--- Data supplied ---
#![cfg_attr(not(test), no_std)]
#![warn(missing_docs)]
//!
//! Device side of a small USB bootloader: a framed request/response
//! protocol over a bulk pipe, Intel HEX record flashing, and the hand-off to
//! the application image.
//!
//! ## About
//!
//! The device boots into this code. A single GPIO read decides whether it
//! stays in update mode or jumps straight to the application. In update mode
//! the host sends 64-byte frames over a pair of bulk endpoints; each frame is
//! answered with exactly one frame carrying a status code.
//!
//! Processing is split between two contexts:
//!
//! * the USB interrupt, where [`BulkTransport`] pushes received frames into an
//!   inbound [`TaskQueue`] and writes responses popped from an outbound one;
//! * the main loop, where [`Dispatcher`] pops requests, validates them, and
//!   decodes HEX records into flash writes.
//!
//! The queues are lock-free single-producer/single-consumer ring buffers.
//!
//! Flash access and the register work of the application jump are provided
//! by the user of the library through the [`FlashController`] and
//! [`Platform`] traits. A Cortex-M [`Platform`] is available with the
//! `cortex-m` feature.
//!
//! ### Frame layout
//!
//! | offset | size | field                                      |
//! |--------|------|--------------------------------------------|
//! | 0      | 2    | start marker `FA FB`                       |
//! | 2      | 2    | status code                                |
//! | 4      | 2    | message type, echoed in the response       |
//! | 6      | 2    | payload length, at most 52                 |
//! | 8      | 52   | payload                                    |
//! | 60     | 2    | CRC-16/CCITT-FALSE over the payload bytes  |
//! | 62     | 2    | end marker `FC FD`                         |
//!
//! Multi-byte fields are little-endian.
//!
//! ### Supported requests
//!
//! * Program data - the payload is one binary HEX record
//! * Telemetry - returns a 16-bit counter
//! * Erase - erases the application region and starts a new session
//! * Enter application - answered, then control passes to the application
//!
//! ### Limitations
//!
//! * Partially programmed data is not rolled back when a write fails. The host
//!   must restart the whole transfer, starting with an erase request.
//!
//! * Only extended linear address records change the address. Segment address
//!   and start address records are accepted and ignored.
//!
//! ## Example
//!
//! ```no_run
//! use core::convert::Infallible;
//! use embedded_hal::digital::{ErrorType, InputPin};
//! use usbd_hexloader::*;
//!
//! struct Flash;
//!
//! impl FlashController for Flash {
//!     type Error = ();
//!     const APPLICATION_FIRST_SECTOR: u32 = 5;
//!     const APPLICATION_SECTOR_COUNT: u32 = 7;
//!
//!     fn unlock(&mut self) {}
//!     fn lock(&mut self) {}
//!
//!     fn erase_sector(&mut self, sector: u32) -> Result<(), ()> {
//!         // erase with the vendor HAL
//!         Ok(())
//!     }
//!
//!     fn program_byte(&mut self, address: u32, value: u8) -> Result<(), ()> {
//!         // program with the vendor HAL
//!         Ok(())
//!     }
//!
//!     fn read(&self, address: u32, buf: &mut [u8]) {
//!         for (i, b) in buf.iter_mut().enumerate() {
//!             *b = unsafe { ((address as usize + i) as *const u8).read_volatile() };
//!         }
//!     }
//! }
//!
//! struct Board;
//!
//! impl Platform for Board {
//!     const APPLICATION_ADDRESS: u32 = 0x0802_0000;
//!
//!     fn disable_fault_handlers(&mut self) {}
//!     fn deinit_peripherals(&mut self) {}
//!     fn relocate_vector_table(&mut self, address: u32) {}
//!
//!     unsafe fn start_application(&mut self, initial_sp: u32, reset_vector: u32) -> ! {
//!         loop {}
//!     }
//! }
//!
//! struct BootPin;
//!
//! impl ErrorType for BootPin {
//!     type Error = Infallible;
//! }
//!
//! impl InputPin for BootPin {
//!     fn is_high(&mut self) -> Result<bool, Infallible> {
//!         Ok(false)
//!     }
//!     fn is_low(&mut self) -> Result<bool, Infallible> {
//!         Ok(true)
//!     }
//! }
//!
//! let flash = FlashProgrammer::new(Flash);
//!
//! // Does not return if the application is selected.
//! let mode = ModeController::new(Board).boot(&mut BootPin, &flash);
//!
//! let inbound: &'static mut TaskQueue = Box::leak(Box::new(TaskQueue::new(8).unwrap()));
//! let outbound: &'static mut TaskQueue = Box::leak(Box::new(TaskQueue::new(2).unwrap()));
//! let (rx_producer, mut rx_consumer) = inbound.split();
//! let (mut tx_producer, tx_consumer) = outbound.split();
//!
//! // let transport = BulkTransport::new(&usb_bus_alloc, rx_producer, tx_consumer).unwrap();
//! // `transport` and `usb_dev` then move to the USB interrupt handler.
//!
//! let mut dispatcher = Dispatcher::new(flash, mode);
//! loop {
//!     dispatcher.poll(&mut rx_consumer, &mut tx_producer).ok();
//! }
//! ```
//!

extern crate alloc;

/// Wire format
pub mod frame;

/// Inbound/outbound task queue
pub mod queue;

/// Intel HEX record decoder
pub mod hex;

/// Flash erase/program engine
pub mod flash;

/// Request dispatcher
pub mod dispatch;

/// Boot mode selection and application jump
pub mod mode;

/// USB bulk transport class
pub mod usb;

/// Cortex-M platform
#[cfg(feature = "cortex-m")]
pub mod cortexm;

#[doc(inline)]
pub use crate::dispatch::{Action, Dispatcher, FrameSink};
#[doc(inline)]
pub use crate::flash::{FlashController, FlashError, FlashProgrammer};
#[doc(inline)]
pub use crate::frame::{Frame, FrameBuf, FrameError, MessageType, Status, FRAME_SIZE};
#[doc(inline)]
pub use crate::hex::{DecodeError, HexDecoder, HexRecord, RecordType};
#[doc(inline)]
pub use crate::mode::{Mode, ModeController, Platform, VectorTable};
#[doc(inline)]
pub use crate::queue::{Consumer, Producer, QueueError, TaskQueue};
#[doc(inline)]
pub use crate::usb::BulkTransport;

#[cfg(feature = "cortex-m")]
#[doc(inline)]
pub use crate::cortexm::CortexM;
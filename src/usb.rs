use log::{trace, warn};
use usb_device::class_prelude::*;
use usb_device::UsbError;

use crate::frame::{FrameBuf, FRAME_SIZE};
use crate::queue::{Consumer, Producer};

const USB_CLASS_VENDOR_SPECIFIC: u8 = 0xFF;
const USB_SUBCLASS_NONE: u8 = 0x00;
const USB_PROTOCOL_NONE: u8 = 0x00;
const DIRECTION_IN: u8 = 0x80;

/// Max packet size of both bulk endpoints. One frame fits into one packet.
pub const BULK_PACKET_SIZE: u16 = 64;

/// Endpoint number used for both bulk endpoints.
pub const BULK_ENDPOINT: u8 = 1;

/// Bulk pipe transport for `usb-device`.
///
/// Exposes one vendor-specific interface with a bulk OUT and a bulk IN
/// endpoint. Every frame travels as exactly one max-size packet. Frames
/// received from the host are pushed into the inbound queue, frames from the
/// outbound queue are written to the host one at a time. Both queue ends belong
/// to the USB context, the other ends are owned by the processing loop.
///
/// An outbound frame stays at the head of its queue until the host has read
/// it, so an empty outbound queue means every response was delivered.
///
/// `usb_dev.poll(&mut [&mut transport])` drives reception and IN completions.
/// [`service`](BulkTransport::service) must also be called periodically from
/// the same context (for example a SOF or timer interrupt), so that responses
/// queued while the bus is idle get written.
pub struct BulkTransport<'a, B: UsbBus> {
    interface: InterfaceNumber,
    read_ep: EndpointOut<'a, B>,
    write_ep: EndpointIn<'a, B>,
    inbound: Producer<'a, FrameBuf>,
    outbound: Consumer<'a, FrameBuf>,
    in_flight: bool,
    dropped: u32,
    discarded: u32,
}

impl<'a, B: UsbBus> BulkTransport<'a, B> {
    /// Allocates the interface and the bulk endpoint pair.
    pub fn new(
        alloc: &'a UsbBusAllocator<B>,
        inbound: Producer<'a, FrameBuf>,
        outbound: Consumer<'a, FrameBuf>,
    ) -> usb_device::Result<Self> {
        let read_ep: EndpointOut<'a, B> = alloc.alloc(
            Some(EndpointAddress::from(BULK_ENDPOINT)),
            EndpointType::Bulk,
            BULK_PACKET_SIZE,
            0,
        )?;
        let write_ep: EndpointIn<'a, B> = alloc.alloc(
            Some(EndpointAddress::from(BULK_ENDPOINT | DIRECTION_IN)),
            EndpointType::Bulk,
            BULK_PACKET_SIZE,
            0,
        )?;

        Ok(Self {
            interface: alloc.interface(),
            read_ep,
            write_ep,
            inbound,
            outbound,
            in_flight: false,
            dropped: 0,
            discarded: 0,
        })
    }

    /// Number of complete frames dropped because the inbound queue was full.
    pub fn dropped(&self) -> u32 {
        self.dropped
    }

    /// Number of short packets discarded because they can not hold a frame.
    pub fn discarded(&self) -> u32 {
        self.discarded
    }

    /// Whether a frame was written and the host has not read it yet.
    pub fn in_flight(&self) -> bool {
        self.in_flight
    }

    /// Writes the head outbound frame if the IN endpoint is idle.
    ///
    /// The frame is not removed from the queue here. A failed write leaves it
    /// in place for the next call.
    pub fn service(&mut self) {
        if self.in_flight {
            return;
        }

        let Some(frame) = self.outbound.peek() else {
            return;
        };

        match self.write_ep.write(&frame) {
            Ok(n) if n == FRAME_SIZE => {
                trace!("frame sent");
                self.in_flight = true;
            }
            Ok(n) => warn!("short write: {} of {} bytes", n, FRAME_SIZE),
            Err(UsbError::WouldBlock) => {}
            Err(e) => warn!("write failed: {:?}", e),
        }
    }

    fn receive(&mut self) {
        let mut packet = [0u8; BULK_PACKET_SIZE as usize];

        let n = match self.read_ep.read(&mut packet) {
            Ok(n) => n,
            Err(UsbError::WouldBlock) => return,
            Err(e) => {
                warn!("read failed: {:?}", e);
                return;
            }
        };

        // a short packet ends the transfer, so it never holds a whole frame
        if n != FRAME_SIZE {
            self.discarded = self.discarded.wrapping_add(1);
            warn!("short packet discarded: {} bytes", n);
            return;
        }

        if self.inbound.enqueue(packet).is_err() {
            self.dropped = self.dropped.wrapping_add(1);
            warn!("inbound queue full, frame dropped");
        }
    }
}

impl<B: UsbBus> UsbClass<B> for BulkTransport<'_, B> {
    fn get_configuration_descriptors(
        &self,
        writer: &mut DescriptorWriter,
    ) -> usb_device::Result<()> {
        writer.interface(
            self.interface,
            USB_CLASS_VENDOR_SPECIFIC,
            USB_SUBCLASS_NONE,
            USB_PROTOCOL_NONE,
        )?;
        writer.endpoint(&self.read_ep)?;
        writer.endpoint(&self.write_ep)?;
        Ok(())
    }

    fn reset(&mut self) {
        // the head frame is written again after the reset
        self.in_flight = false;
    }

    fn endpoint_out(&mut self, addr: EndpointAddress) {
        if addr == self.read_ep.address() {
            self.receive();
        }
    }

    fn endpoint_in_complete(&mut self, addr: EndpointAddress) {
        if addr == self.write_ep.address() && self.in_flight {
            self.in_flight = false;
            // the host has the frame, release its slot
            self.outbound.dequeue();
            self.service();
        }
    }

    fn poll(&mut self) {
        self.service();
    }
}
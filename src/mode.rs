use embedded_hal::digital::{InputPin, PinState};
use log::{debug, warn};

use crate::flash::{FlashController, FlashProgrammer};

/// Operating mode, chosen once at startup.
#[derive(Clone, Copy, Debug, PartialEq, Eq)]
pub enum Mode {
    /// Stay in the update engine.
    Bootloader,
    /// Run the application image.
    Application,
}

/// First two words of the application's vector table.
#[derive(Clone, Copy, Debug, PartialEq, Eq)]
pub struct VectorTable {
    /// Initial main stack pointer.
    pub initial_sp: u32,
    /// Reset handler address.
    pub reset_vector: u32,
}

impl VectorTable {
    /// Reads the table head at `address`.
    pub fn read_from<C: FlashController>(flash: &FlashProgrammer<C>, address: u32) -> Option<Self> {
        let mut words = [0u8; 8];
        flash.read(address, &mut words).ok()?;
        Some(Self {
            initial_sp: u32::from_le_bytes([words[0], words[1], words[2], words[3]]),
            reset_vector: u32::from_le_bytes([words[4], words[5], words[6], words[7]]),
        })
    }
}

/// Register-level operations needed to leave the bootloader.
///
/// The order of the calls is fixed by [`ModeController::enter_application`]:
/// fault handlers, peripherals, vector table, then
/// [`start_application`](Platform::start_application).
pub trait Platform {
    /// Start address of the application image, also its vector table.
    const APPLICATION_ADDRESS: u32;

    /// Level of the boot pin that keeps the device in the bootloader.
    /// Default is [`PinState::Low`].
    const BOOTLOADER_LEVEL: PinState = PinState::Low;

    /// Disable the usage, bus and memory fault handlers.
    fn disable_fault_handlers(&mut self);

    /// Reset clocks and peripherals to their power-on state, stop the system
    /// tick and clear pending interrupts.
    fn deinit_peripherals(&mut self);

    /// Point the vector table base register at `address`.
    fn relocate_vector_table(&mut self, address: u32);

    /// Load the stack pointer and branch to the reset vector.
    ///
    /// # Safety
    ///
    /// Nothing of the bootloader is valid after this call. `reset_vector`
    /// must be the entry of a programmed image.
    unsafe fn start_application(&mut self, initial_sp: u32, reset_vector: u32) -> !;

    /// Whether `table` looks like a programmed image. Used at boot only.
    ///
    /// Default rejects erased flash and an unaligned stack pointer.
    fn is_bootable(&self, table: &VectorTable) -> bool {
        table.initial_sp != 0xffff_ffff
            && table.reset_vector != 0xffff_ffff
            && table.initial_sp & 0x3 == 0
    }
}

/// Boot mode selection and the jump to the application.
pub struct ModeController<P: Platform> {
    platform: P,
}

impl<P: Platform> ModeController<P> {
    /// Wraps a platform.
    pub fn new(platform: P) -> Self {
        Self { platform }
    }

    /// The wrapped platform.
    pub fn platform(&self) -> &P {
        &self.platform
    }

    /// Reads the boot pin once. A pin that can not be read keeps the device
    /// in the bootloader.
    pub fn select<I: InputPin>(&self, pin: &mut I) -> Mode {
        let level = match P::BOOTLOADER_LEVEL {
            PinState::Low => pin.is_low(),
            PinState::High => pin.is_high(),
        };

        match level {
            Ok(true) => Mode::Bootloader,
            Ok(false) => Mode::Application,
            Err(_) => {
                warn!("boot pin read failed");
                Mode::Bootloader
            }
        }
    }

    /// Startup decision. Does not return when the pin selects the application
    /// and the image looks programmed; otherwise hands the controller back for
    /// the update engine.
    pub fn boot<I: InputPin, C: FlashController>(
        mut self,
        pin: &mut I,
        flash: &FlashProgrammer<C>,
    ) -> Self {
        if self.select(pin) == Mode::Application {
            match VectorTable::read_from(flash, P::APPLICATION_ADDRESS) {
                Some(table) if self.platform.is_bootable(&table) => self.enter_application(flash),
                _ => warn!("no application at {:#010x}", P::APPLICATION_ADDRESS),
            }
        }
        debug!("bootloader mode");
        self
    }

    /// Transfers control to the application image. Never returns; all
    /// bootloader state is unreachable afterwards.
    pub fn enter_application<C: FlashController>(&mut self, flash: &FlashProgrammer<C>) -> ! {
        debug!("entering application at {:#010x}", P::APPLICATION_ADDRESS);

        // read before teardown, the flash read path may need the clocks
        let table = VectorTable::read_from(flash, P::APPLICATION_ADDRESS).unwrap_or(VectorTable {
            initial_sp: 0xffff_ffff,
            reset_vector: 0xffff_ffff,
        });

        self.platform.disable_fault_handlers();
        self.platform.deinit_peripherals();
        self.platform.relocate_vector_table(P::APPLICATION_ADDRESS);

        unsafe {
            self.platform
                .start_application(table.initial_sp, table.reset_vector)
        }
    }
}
---
What this task involves → Your response should be made up of the lines in the data that contain the word "FrameBuf".

Exercise result →
pub use crate::frame::{Frame, FrameBuf, FrameError, MessageType, Status, FRAME_SIZE};
use crate::frame::{FrameBuf, FRAME_SIZE};
    inbound: Producer<'a, FrameBuf>,
    outbound: Consumer<'a, FrameBuf>,
        inbound: Producer<'a, FrameBuf>,
        outbound: Consumer<'a, FrameBuf>,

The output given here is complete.